Wenn man sich auf einige Umbelegungen im Vergleich zur Vorgeneration (die Heckscheibenheizung ist z. B. aufs Scheinwerfer-Panel gewandert) eingeschossen hat, bedient sich das System ganz okay. Die Hardware-Leistung entspricht noch der alten Schule (tm) der Autoindustrie, ist also 12 Parsec von Mercedes' MBUX entfernt. Das scheint immer mal wieder durch, wird Volkswagen-Stammkunden jedoch nicht weiter überraschen. Das für diese Klasse große HUD gefiel mir gut: hell, ausreichend aufgelöst und mit feinfühliger Font-Wahl die Auflösung gekonnt ausgenutzt – sehr schön. Genauso gefiel mir die Idee, bei der Kabinenheizung außer den üblichen Gebläseeinstellungen auch Situationen einstellen zu können ("warme Füße").
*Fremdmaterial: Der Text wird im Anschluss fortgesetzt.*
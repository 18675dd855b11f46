//! Nutrient alias resolution
//!
//! A nutrient may be recorded under its modern id, its legacy number, or the
//! id of an equivalent nutrient (energy has three). Lookups match against all
//! of them.

use crate::catalog::{equivalence_classes, nutrient};

/// Every id that refers to the same nutrient as `nutrient_id`
///
/// Order: the nutrient's own id, its legacy number, then each other member of
/// its equivalence classes followed by that member's legacy number.
/// Equivalence is expanded one hop only. Unknown ids yield an empty list.
pub fn resolve_aliases(nutrient_id: i64) -> Vec<i64> {
    let Some(definition) = nutrient(nutrient_id) else {
        return Vec::new();
    };

    let mut aliases = vec![definition.id];
    aliases.extend(definition.legacy_id());

    for class in equivalence_classes().iter().filter(|c| c.contains(definition.id)) {
        for &member_id in class.members().iter().filter(|&&id| id != definition.id) {
            if let Some(member) = nutrient(member_id) {
                aliases.push(member.id);
                aliases.extend(member.legacy_id());
            }
        }
    }

    aliases
}

/// Concatenated aliases for each id, in input order, duplicates kept
pub fn resolve_aliases_for_many(nutrient_ids: &[i64]) -> Vec<i64> {
    nutrient_ids
        .iter()
        .flat_map(|&id| resolve_aliases(id))
        .collect()
}

#[cfg(test)]
mod tests {
    use super::*;
    use crate::catalog::nutrients::all_nutrients;
    use crate::catalog::{ENERGY_NUTRIENT_ID, PROTEIN_NUTRIENT_ID};

    #[test]
    fn test_energy_aliases() {
        assert_eq!(
            resolve_aliases(ENERGY_NUTRIENT_ID),
            vec![1008, 208, 2047, 957, 2048, 958]
        );
        assert_eq!(resolve_aliases(2048), vec![2048, 958, 1008, 208, 2047, 957]);
    }

    #[test]
    fn test_legacy_number_resolves_to_definition() {
        assert_eq!(resolve_aliases(208), resolve_aliases(ENERGY_NUTRIENT_ID));
        assert_eq!(resolve_aliases(PROTEIN_NUTRIENT_ID), vec![1003, 203]);
    }

    #[test]
    fn test_unknown_nutrient() {
        assert!(resolve_aliases(999_999_999).is_empty());
    }

    #[test]
    fn test_many_keeps_duplicates() {
        let many = resolve_aliases_for_many(&[PROTEIN_NUTRIENT_ID, 999_999_999, PROTEIN_NUTRIENT_ID]);
        assert_eq!(many, vec![1003, 203, 1003, 203]);
    }

    #[test]
    fn test_alias_symmetry() {
        for definition in all_nutrients() {
            let aliases = resolve_aliases(definition.id);
            for &alias in &aliases {
                if let Some(other) = nutrient(alias) {
                    if other.id == alias {
                        assert!(
                            resolve_aliases(alias).contains(&definition.id),
                            "{} should alias back to {}",
                            alias,
                            definition.id
                        );
                    }
                }
            }
        }
    }
}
Wenn die Sprachbedienung geht, dann versteht sie einen auch einigermaßen. Offline funktionierte sie bei mir gar nicht. Die Kollegen in Hannover konnten sie offline testen. Die Resultate seien so unfreiwillig komisch gewesen, dass sich die Tester halb totlachten. Fehlende Hardwareleistung eben. Wer wie ich drauß' am Walde ohne mobiles Netz wohnt und gern eine gute Sprachbedienung möchte, sollte lieber in den sauren Finanzierungsapfel beißen und beim Mercedes-Freundlichen für eine A-Klasse vorsprechen.